What the task requires:
The lines from the start of the data through the line containing "a package version." are to be reproduced exactly, both ends included.

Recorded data
//! Package nodes: type → namespace → name → version.
//!
//! Packages travel as trimmed trees. A tree returned for a single subject
//! holds exactly one branch down to the addressed level; trees returned by
//! spec lookups may hold many branches.

use serde::{Deserialize, Serialize};

use crate::identity::PackageCoordinate;
use crate::ontology::NodeId;

// =============================================================================
// TREE LEVELS
// =============================================================================

/// One `key=value` qualifier on a package version.
#[derive(Debug, Clone, Default, PartialEq, Eq, Hash, PartialOrd, Ord, Serialize, Deserialize)]
pub struct PackageQualifier {
    pub key: String,
    pub value: String,
}

impl PackageQualifier {
    pub fn new(key: impl Into<String>, value: impl Into<String>) -> Self {
        Self {
            key: key.into(),
            value: value.into(),
        }
    }
}

/// Version level: the leaf of a package tree.
#[derive(Debug, Clone, Default, PartialEq, Eq, Serialize, Deserialize)]
pub struct PackageVersion {
    pub id: NodeId,
    /// Empty when the coordinate carried no version.
    pub version: String,
    /// Empty when the coordinate carried no subpath.
    pub subpath: String,
    /// Sorted by key.
    pub qualifiers: Vec<PackageQualifier>,
}

/// Name level; groups versions.
#[derive(Debug, Clone, Default, PartialEq, Eq, Serialize, Deserialize)]
pub struct PackageName {
    pub id: NodeId,
    pub name: String,
    pub versions: Vec<PackageVersion>,
}

/// Namespace level; groups names. The namespace string may be empty.
#[derive(Debug, Clone, Default, PartialEq, Eq, Serialize, Deserialize)]
pub struct PackageNamespace {
    pub id: NodeId,
    pub namespace: String,
    pub names: Vec<PackageName>,
}

/// Type level; the root of a package tree.
#[derive(Debug, Clone, Default, PartialEq, Eq, Serialize, Deserialize)]
pub struct Package {
    pub id: NodeId,
    #[serde(rename = "type")]
    pub pkg_type: String,
    pub namespaces: Vec<PackageNamespace>,
}

/// Depth of a package node.
#[derive(Debug, Clone, Copy, PartialEq, Eq, Hash, Serialize, Deserialize)]
#[serde(rename_all = "snake_case")]
pub enum PackageLevel {
    Type,
    Namespace,
    Name,
    Version,
}

// =============================================================================
// FLATTENED VIEW
// =============================================================================

/// A single root-to-leaf branch of a package tree, flattened.
///
/// `chain` lists the ids from the leaf up to the type node, which is the
/// ancestry order the path builder expects.
#[derive(Debug, Clone, PartialEq, Eq)]
pub struct PackageLeaf {
    pub id: NodeId,
    pub level: PackageLevel,
    pub chain: Vec<NodeId>,
    pub pkg_type: String,
    pub namespace: Option<String>,
    pub name: Option<String>,
    pub version: Option<String>,
    pub subpath: Option<String>,
    pub qualifiers: Vec<PackageQualifier>,
}

impl PackageLeaf {
    /// Id of the name node on this branch, if the branch reaches it.
    pub fn name_id(&self) -> Option<&NodeId> {
        match self.level {
            PackageLevel::Version => self.chain.get(1),
            PackageLevel::Name => self.chain.first(),
            _ => None,
        }
    }

    /// Whether `id` names any node on this branch.
    pub fn contains(&self, id: &NodeId) -> bool {
        self.chain.iter().any(|c| c == id)
    }
}

impl Package {
    /// Flatten into one leaf per branch, at the deepest level each branch
    /// reaches.
    pub fn leaves(&self) -> Vec<PackageLeaf> {
        let mut out = Vec::new();
        let base = |level, id: &NodeId, chain: Vec<NodeId>| PackageLeaf {
            id: id.clone(),
            level,
            chain,
            pkg_type: self.pkg_type.clone(),
            namespace: None,
            name: None,
            version: None,
            subpath: None,
            qualifiers: Vec::new(),
        };

        if self.namespaces.is_empty() {
            out.push(base(PackageLevel::Type, &self.id, vec![self.id.clone()]));
        }
        for ns in &self.namespaces {
            if ns.names.is_empty() {
                let mut leaf = base(
                    PackageLevel::Namespace,
                    &ns.id,
                    vec![ns.id.clone(), self.id.clone()],
                );
                leaf.namespace = Some(ns.namespace.clone());
                out.push(leaf);
            }
            for name in &ns.names {
                if name.versions.is_empty() {
                    let mut leaf = base(
                        PackageLevel::Name,
                        &name.id,
                        vec![name.id.clone(), ns.id.clone(), self.id.clone()],
                    );
                    leaf.namespace = Some(ns.namespace.clone());
                    leaf.name = Some(name.name.clone());
                    out.push(leaf);
                }
                for v in &name.versions {
                    out.push(PackageLeaf {
                        id: v.id.clone(),
                        level: PackageLevel::Version,
                        chain: vec![v.id.clone(), name.id.clone(), ns.id.clone(), self.id.clone()],
                        pkg_type: self.pkg_type.clone(),
                        namespace: Some(ns.namespace.clone()),
                        name: Some(name.name.clone()),
                        version: Some(v.version.clone()),
                        subpath: Some(v.subpath.clone()),
                        qualifiers: v.qualifiers.clone(),
                    });
                }
            }
        }
        out
    }

    /// Id of the deepest node on the first branch.
    ///
    /// Evidence subjects are single-branch trees, so this is the id the
    /// evidence is attached to.
    pub fn leaf_id(&self) -> &NodeId {
        let Some(ns) = self.namespaces.first() else {
            return &self.id;
        };
        let Some(name) = ns.names.first() else {
            return &ns.id;
        };
        match name.versions.first() {
            Some(v) => &v.id,
            None => &name.id,
        }
    }

    /// Coordinate of the first branch, for display and purl encoding.
    pub fn coordinate(&self) -> PackageCoordinate {
        let ns = self.namespaces.first();
        let name = ns.and_then(|ns| ns.names.first());
        let version = name.and_then(|n| n.versions.first());
        PackageCoordinate {
            pkg_type: self.pkg_type.clone(),
            namespace: ns.map(|ns| ns.namespace.clone()).unwrap_or_default(),
            name: name.map(|n| n.name.clone()).unwrap_or_default(),
            version: version.map(|v| v.version.clone()).filter(|v| !v.is_empty()),
            subpath: version.map(|v| v.subpath.clone()).filter(|s| !s.is_empty()),
            qualifiers: version.map(|v| v.qualifiers.clone()).unwrap_or_default(),
        }
    }

    /// All node ids in the tree, root first.
    pub fn all_ids(&self) -> Vec<NodeId> {
        let mut ids = vec![self.id.clone()];
        for ns in &self.namespaces {
            ids.push(ns.id.clone());
            for name in &ns.names {
                ids.push(name.id.clone());
                ids.extend(name.versions.iter().map(|v| v.id.clone()));
            }
        }
        ids
    }
}
//! Vulnerability and license nodes.

use serde::{Deserialize, Serialize};

use crate::ontology::NodeId;

/// Vulnerability identifier namespace.
///
/// `NoVuln` is the sentinel attached by a clean scan; it is never counted
/// together with real identifiers.
#[derive(Debug, Clone, Copy, Default, PartialEq, Eq, Hash, PartialOrd, Ord, Serialize, Deserialize)]
#[serde(rename_all = "lowercase")]
pub enum VulnerabilityType {
    #[default]
    Osv,
    Cve,
    Ghsa,
    NoVuln,
}

impl VulnerabilityType {
    pub fn as_str(&self) -> &'static str {
        match self {
            Self::Osv => "osv",
            Self::Cve => "cve",
            Self::Ghsa => "ghsa",
            Self::NoVuln => "novuln",
        }
    }
}

impl std::fmt::Display for VulnerabilityType {
    fn fmt(&self, f: &mut std::fmt::Formatter<'_>) -> std::fmt::Result {
        f.write_str(self.as_str())
    }
}

impl std::str::FromStr for VulnerabilityType {
    type Err = String;

    fn from_str(s: &str) -> Result<Self, Self::Err> {
        match s.to_lowercase().as_str() {
            "osv" => Ok(Self::Osv),
            "cve" => Ok(Self::Cve),
            "ghsa" => Ok(Self::Ghsa),
            "novuln" => Ok(Self::NoVuln),
            other => Err(format!("unknown vulnerability type: {}", other)),
        }
    }
}

#[derive(Debug, Clone, Default, PartialEq, Eq, Serialize, Deserialize)]
pub struct Vulnerability {
    pub id: NodeId,
    pub vuln_type: VulnerabilityType,
    /// Lower-cased; empty for `novuln`.
    pub vulnerability_id: String,
}

impl Vulnerability {
    pub fn new(id: impl Into<NodeId>, vuln_type: VulnerabilityType, vulnerability_id: &str) -> Self {
        let vulnerability_id = match vuln_type {
            VulnerabilityType::NoVuln => String::new(),
            _ => vulnerability_id.to_lowercase(),
        };
        Self {
            id: id.into(),
            vuln_type,
            vulnerability_id,
        }
    }

    pub fn is_no_vuln(&self) -> bool {
        self.vuln_type == VulnerabilityType::NoVuln
    }
}

impl std::fmt::Display for Vulnerability {
    fn fmt(&self, f: &mut std::fmt::Formatter<'_>) -> std::fmt::Result {
        if self.is_no_vuln() {
            f.write_str("novuln")
        } else {
            write!(f, "{}:{}", self.vuln_type, self.vulnerability_id)
        }
    }
}

/// A license, either an SPDX identifier or a `LicenseRef` with inline text.
#[derive(Debug, Clone, Default, PartialEq, Eq, Serialize, Deserialize)]
pub struct License {
    pub id: NodeId,
    pub name: String,
    #[serde(skip_serializing_if = "Option::is_none")]
    pub inline: Option<String>,
    #[serde(skip_serializing_if = "Option::is_none")]
    pub list_version: Option<String>,
}
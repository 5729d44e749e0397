//! Specs over evidence records.

use serde::{Deserialize, Serialize};

use super::{field_eq, Matches, PkgNameSpec, PkgSpec, SubjectSpec};
use crate::ontology::{
    Artifact, DependencyType, EdgeKind, GraphNode, IsDependency, NodeId, Package,
    PackageOrArtifact, PackageOrSource, PackageSourceOrArtifact, Source,
};

/// Filtered search across every evidence kind.
#[derive(Debug, Clone, Default, PartialEq, Eq, Serialize, Deserialize)]
#[serde(default)]
pub struct EvidenceSpec {
    pub id: Option<NodeId>,
    /// Allowed kinds; empty allows all.
    pub kinds: Vec<EdgeKind>,
    /// Matches when any embedded subject of the record matches.
    pub subject: Option<SubjectSpec>,
    pub justification: Option<String>,
    pub origin: Option<String>,
    pub collector: Option<String>,
}

impl Matches<GraphNode> for EvidenceSpec {
    fn matches(&self, node: &GraphNode) -> bool {
        let Some(evidence) = node.as_evidence() else {
            return false;
        };
        if let Some(id) = &self.id {
            return evidence.id() == id;
        }
        if !self.kinds.is_empty() && !self.kinds.contains(&evidence.kind()) {
            return false;
        }
        if !(field_eq(&self.justification, evidence.justification())
            && field_eq(&self.origin, Some(evidence.origin()))
            && field_eq(&self.collector, Some(evidence.collector())))
        {
            return false;
        }
        match &self.subject {
            None => true,
            Some(spec) => embedded_subjects(node)
                .into_iter()
                .any(|subject| subject.matched_by(spec)),
        }
    }
}

#[derive(Debug, Clone, Default, PartialEq, Eq, Serialize, Deserialize)]
#[serde(default)]
pub struct IsDependencySpec {
    pub id: Option<NodeId>,
    pub package: Option<PkgSpec>,
    pub dependency_package: Option<PkgNameSpec>,
    pub version_range: Option<String>,
    pub dependency_type: Option<DependencyType>,
    pub justification: Option<String>,
    pub origin: Option<String>,
    pub collector: Option<String>,
}

impl Matches<IsDependency> for IsDependencySpec {
    fn matches(&self, dep: &IsDependency) -> bool {
        if let Some(id) = &self.id {
            return &dep.id == id;
        }
        self.package.as_ref().map_or(true, |s| s.matches(&dep.package))
            && self
                .dependency_package
                .as_ref()
                .map_or(true, |s| s.matches(&dep.dependency_package))
            && field_eq(&self.version_range, Some(dep.version_range.as_str()))
            && self.dependency_type.map_or(true, |t| t == dep.dependency_type)
            && field_eq(&self.justification, Some(dep.justification.as_str()))
            && field_eq(&self.origin, Some(dep.origin.as_str()))
            && field_eq(&self.collector, Some(dep.collector.as_str()))
    }
}

impl Matches<GraphNode> for IsDependencySpec {
    fn matches(&self, node: &GraphNode) -> bool {
        match node {
            GraphNode::IsDependency(dep) => self.matches(dep),
            _ => false,
        }
    }
}

// =============================================================================
// EMBEDDED SUBJECTS
// =============================================================================

/// Borrowed view of a subject tree embedded in an evidence record.
enum SubjectRef<'a> {
    Package(&'a Package),
    Source(&'a Source),
    Artifact(&'a Artifact),
}

impl SubjectRef<'_> {
    fn matched_by(&self, spec: &SubjectSpec) -> bool {
        match (self, spec) {
            (SubjectRef::Package(p), SubjectSpec::Package(s)) => s.matches(*p),
            (SubjectRef::Source(src), SubjectSpec::Source(s)) => s.matches(*src),
            (SubjectRef::Artifact(a), SubjectSpec::Artifact(s)) => s.matches(*a),
            _ => false,
        }
    }
}

impl<'a> From<&'a PackageOrSource> for SubjectRef<'a> {
    fn from(subject: &'a PackageOrSource) -> Self {
        match subject {
            PackageOrSource::Package(p) => SubjectRef::Package(p),
            PackageOrSource::Source(s) => SubjectRef::Source(s),
        }
    }
}

impl<'a> From<&'a PackageOrArtifact> for SubjectRef<'a> {
    fn from(subject: &'a PackageOrArtifact) -> Self {
        match subject {
            PackageOrArtifact::Package(p) => SubjectRef::Package(p),
            PackageOrArtifact::Artifact(a) => SubjectRef::Artifact(a),
        }
    }
}

impl<'a> From<&'a PackageSourceOrArtifact> for SubjectRef<'a> {
    fn from(subject: &'a PackageSourceOrArtifact) -> Self {
        match subject {
            PackageSourceOrArtifact::Package(p) => SubjectRef::Package(p),
            PackageSourceOrArtifact::Source(s) => SubjectRef::Source(s),
            PackageSourceOrArtifact::Artifact(a) => SubjectRef::Artifact(a),
        }
    }
}

fn embedded_subjects(node: &GraphNode) -> Vec<SubjectRef<'_>> {
    match node {
        GraphNode::IsDependency(e) => vec![
            SubjectRef::Package(&e.package),
            SubjectRef::Package(&e.dependency_package),
        ],
        GraphNode::IsOccurrence(e) => {
            vec![SubjectRef::from(&e.subject), SubjectRef::Artifact(&e.artifact)]
        }
        GraphNode::HashEqual(e) => e.artifacts.iter().map(SubjectRef::Artifact).collect(),
        GraphNode::PkgEqual(e) => e.packages.iter().map(SubjectRef::Package).collect(),
        GraphNode::HasSourceAt(e) => {
            vec![SubjectRef::Package(&e.package), SubjectRef::Source(&e.source)]
        }
        GraphNode::HasSbom(e) => vec![SubjectRef::from(&e.subject)],
        GraphNode::HasSlsa(e) => std::iter::once(SubjectRef::Artifact(&e.subject))
            .chain(e.built_from.iter().map(SubjectRef::Artifact))
            .collect(),
        GraphNode::CertifyVuln(e) => vec![SubjectRef::Package(&e.package)],
        GraphNode::CertifyVexStatement(e) => vec![SubjectRef::from(&e.subject)],
        GraphNode::CertifyBad(e) => vec![SubjectRef::from(&e.subject)],
        GraphNode::CertifyGood(e) => vec![SubjectRef::from(&e.subject)],
        GraphNode::CertifyScorecard(e) => vec![SubjectRef::Source(&e.source)],
        GraphNode::CertifyLegal(e) => vec![SubjectRef::from(&e.subject)],
        GraphNode::Package(_)
        | GraphNode::Source(_)
        | GraphNode::Artifact(_)
        | GraphNode::Builder(_)
        | GraphNode::Vulnerability(_)
        | GraphNode::License(_)
        | GraphNode::Unrecognized => Vec::new(),
    }
}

Task result:
//! Package nodes: type → namespace → name → version.
//!
//! Packages travel as trimmed trees. A tree returned for a single subject
//! holds exactly one branch down to the addressed level; trees returned by
//! spec lookups may hold many branches.

use serde::{Deserialize, Serialize};

use crate::identity::PackageCoordinate;
use crate::ontology::NodeId;

// =============================================================================
// TREE LEVELS
// =============================================================================

/// One `key=value` qualifier on a package version.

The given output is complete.